:: THE PROBLEM ::
Below are the entries; output exactly the lines from the one containing "run_find_emails(state.deps, state.run_settings, progress).await;" through the final line, inclusive.

[Collected data]
★ ★ ★ ★

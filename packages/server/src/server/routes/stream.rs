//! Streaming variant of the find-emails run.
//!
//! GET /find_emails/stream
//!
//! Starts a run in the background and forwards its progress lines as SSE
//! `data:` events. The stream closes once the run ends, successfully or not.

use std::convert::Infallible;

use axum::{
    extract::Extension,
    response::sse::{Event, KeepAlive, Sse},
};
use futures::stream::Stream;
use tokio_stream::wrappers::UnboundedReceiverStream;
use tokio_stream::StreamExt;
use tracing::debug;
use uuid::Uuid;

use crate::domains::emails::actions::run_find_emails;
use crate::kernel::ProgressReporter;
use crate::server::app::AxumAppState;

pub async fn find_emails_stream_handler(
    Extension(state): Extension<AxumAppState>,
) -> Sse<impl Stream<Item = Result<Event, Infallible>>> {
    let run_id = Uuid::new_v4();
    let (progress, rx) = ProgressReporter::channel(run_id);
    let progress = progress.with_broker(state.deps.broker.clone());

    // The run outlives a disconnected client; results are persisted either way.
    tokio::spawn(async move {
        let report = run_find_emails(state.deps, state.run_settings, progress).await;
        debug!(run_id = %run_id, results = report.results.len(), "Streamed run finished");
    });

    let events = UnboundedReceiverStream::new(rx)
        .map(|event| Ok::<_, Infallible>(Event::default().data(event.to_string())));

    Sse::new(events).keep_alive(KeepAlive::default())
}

★ ★ ★ ★

:: TASK OUTPUT ::
        let report = run_find_emails(state.deps, state.run_settings, progress).await;
        debug!(run_id = %run_id, results = report.results.len(), "Streamed run finished");
    });

    let events = UnboundedReceiverStream::new(rx)
        .map(|event| Ok::<_, Infallible>(Event::default().data(event.to_string())));

    Sse::new(events).keep_alive(KeepAlive::default())
}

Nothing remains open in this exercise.